• [Your objective] In the records below, begin at the line that has "self.iter()" and stop after the line that has "let mut cols = vec![0; n + 1];"; quote those lines verbatim and nothing more.

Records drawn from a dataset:
<<<<

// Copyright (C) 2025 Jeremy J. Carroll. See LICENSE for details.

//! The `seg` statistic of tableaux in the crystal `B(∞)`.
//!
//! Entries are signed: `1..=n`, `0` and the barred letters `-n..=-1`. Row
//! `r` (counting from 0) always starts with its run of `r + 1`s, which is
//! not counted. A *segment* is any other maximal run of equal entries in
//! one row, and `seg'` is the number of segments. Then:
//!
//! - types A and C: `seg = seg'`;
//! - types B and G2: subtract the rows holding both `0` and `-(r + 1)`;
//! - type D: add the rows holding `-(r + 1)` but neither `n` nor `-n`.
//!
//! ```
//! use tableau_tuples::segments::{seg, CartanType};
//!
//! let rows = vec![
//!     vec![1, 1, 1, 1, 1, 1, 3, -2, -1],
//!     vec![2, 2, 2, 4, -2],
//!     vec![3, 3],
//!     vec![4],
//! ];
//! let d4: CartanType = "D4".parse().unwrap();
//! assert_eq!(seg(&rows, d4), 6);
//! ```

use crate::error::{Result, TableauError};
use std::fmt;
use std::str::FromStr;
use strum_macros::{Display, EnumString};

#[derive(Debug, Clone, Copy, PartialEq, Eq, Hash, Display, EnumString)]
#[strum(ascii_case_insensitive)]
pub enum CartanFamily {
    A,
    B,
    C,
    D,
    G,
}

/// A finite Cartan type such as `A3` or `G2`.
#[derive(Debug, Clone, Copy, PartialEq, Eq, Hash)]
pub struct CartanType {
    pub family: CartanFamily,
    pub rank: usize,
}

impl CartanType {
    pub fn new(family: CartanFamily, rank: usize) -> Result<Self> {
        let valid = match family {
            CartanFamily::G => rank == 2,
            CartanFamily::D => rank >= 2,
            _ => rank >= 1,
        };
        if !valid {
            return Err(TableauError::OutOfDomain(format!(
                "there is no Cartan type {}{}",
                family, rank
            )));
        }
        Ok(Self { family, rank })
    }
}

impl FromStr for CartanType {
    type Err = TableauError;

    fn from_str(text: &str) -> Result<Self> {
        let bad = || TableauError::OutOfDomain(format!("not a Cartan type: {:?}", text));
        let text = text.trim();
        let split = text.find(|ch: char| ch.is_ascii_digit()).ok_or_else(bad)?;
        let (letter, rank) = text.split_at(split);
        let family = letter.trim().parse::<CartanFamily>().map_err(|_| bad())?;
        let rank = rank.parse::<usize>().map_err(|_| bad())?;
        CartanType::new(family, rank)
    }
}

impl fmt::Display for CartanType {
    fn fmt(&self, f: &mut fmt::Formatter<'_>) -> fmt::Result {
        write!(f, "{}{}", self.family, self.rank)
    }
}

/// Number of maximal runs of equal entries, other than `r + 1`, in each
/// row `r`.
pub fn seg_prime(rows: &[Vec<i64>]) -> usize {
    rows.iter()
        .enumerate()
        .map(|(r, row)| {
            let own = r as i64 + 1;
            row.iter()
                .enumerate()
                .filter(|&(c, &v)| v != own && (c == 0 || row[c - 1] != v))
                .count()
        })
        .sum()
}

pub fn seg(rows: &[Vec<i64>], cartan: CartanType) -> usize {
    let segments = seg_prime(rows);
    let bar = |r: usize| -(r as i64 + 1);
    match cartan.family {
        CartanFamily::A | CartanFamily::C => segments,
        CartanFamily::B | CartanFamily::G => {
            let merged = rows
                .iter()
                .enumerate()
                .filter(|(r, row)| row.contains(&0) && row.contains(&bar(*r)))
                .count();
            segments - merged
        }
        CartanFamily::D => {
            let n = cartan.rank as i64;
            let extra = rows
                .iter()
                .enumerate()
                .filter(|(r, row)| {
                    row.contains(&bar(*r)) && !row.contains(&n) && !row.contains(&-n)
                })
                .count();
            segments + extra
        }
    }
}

>>>>
<<<<

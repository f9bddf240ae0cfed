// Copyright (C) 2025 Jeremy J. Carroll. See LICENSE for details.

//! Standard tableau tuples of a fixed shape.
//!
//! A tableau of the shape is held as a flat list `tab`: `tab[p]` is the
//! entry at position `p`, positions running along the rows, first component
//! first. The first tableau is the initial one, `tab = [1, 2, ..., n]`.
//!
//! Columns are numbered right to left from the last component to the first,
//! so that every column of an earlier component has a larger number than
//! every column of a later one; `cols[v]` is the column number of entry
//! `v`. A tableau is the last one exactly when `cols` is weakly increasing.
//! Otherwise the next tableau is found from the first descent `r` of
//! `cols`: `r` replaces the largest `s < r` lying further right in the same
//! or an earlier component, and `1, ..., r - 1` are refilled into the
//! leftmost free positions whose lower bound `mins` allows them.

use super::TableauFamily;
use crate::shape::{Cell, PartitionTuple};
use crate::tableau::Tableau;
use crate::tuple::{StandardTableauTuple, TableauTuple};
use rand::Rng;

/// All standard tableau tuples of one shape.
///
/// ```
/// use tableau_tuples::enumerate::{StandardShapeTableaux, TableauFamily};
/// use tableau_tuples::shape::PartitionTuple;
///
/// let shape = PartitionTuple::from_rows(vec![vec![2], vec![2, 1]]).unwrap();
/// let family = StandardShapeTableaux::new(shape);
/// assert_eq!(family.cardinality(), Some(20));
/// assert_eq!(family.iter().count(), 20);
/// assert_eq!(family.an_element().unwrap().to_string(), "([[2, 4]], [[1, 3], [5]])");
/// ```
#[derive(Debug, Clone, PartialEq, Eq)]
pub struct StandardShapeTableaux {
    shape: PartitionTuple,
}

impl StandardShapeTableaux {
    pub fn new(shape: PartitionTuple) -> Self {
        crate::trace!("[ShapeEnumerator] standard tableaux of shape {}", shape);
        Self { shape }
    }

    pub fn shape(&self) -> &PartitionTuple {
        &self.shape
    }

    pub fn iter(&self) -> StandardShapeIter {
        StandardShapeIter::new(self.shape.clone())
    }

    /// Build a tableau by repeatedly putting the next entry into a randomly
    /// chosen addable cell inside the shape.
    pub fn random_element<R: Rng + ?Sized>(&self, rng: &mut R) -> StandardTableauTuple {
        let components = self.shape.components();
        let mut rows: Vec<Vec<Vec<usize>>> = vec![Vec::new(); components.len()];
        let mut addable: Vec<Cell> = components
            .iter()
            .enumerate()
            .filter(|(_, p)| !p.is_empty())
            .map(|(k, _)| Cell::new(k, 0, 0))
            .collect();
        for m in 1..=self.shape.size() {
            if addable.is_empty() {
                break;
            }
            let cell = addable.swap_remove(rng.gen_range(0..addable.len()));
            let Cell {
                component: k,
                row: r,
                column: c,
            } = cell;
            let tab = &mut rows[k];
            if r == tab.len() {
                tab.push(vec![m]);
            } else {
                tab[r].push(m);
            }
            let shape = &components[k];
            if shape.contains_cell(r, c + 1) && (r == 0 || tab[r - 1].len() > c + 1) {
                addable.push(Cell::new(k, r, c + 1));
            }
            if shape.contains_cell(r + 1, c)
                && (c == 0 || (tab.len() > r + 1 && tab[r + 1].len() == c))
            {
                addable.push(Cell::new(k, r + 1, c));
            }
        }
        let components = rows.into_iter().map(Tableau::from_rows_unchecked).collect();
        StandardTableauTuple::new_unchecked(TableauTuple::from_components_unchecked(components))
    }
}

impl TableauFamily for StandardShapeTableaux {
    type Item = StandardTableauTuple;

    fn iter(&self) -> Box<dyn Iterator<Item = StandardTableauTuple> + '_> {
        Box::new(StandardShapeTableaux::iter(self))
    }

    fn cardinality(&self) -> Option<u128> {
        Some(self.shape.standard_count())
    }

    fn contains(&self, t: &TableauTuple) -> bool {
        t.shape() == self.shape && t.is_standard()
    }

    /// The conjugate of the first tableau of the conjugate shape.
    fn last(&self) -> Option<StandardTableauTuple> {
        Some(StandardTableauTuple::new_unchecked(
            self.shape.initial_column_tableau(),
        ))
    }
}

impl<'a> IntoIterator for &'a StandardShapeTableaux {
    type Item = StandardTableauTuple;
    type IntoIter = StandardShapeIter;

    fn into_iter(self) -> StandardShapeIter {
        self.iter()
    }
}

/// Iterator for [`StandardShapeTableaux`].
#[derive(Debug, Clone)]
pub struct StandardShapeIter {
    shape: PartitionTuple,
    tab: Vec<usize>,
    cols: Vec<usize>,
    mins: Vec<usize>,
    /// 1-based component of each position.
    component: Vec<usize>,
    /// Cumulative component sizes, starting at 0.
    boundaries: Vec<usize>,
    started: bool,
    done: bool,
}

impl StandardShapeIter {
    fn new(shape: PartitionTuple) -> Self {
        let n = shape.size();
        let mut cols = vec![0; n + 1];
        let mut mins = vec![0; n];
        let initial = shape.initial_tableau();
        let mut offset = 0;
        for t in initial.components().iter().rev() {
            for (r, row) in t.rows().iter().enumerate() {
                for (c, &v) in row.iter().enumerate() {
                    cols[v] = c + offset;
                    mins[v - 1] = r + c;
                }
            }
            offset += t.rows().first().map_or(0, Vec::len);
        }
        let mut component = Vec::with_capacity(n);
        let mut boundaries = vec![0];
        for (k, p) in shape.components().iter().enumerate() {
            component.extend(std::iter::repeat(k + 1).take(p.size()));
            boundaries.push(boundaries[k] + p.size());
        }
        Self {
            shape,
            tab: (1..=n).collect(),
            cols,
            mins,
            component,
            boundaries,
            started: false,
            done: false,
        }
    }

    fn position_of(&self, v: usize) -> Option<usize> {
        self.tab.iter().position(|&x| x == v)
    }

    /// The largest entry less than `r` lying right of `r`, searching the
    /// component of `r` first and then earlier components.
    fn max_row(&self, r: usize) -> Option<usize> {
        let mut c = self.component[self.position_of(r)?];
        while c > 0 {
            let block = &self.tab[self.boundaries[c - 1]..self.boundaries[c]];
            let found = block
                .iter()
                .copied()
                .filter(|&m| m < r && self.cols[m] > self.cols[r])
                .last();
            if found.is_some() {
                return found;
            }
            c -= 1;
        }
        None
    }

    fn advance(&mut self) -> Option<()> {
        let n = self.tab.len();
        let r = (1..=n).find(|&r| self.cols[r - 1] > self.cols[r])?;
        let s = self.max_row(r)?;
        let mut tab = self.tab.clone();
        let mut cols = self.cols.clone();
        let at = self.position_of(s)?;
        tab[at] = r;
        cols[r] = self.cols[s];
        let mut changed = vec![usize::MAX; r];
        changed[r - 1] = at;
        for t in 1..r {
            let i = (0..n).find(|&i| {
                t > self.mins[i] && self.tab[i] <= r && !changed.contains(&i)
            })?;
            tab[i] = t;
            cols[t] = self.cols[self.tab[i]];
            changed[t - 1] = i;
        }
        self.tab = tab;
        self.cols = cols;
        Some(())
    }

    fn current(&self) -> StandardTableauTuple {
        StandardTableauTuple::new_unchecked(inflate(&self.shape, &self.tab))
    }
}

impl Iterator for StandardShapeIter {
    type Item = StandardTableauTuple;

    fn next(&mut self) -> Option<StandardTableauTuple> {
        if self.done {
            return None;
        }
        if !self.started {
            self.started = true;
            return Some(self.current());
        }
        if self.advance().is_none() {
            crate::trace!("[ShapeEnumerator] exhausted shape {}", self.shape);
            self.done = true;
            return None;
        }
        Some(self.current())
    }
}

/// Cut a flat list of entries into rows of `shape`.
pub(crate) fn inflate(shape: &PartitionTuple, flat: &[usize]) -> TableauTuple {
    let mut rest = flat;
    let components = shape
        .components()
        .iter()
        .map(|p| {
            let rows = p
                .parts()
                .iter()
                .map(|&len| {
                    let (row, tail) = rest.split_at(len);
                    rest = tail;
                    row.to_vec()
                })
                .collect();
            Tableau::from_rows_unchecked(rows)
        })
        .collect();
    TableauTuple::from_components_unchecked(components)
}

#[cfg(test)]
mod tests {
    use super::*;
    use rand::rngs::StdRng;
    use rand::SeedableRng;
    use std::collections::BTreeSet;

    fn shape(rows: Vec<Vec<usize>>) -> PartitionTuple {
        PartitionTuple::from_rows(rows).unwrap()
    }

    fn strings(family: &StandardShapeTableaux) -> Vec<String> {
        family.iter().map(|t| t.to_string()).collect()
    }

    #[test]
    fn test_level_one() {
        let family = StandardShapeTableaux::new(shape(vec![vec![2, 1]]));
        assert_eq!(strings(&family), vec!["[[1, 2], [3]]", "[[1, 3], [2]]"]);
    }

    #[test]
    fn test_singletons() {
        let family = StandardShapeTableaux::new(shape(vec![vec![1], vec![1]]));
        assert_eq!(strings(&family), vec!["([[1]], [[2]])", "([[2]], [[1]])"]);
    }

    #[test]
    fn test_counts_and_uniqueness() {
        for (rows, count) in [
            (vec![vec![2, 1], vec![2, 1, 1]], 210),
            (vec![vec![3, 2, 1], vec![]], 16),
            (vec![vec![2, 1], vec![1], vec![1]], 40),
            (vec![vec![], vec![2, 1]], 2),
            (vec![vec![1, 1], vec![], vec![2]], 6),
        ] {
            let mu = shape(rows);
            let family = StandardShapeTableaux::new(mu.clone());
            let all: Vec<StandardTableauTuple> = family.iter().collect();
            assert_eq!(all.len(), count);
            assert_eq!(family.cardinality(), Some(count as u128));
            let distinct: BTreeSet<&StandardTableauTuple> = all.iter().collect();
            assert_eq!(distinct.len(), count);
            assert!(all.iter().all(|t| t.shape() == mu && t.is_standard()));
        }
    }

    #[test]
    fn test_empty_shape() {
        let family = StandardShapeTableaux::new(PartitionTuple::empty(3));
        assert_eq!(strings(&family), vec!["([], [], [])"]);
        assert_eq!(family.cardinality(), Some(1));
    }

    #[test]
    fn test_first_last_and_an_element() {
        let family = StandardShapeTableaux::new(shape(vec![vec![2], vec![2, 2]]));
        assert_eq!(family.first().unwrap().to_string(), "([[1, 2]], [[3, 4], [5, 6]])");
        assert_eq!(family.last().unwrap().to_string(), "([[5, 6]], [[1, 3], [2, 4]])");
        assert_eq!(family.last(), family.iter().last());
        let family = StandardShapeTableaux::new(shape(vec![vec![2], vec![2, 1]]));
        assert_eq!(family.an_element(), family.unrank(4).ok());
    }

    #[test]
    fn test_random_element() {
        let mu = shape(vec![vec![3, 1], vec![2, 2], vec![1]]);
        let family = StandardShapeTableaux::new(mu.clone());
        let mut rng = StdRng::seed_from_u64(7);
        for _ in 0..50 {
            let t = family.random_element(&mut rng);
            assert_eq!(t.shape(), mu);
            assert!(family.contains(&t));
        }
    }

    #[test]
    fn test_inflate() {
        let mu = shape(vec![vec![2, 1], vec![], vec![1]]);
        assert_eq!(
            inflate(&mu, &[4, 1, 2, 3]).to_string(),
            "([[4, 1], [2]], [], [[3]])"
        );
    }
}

>>>>

• [Written solution]
        self.iter()
    }
}

/// Iterator for [`StandardShapeTableaux`].
#[derive(Debug, Clone)]
pub struct StandardShapeIter {
    shape: PartitionTuple,
    tab: Vec<usize>,
    cols: Vec<usize>,
    mins: Vec<usize>,
    /// 1-based component of each position.
    component: Vec<usize>,
    /// Cumulative component sizes, starting at 0.
    boundaries: Vec<usize>,
    started: bool,
    done: bool,
}

impl StandardShapeIter {
    fn new(shape: PartitionTuple) -> Self {
        let n = shape.size();
        let mut cols = vec![0; n + 1];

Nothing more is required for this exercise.